- Work required
Collect each line of the entries that holds the string "sqlx".

- Data records
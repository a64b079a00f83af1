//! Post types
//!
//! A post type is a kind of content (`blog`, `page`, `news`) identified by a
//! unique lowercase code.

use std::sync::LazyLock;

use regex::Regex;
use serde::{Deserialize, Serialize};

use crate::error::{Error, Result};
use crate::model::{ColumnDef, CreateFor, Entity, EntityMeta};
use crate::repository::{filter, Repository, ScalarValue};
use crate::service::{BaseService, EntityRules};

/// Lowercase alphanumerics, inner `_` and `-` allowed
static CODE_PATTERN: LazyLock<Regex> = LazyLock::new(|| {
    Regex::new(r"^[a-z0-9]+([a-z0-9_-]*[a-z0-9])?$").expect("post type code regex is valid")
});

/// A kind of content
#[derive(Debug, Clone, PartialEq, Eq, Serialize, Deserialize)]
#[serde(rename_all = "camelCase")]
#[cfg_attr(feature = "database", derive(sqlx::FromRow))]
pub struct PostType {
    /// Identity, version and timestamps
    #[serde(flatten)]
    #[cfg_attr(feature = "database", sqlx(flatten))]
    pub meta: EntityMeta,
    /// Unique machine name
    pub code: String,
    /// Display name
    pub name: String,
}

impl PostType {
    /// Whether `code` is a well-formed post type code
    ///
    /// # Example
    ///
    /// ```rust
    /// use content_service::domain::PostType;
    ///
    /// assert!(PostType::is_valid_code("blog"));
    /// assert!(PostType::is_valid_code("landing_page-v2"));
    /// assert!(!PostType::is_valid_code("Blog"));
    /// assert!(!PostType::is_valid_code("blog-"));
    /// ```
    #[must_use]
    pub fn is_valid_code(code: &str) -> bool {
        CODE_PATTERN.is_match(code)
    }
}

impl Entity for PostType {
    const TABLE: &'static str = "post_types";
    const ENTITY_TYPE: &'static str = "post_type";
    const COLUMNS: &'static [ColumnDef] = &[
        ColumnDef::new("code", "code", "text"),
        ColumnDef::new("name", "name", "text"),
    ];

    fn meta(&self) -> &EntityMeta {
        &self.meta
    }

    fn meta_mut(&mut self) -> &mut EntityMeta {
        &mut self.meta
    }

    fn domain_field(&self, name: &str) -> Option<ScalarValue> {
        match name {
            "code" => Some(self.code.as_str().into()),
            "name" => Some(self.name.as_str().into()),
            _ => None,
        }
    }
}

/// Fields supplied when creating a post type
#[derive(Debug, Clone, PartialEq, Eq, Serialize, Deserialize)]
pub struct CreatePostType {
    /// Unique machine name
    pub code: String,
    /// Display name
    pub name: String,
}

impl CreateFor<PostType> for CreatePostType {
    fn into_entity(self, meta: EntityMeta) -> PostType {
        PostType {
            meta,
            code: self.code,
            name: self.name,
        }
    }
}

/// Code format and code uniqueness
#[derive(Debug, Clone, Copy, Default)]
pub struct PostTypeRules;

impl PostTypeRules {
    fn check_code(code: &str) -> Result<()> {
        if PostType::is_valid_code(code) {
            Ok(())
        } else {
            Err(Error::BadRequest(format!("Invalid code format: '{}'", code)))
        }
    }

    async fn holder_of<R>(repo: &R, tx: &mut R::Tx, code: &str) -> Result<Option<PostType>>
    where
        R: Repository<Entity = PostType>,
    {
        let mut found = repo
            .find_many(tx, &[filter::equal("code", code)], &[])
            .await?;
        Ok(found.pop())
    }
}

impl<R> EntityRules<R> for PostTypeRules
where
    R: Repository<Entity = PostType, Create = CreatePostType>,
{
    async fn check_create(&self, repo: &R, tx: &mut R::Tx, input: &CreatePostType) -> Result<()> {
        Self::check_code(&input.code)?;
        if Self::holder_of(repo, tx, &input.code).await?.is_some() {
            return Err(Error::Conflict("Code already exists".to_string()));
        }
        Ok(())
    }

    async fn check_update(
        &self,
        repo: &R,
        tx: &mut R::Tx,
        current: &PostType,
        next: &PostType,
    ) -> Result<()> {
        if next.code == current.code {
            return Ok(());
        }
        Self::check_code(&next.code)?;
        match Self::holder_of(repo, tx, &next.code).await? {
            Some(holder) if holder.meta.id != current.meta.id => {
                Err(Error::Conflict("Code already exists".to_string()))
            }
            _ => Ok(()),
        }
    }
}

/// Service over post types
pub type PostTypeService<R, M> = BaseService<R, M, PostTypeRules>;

- Answer for the task
#[cfg_attr(feature = "database", derive(sqlx::FromRow))]
    #[cfg_attr(feature = "database", sqlx(flatten))]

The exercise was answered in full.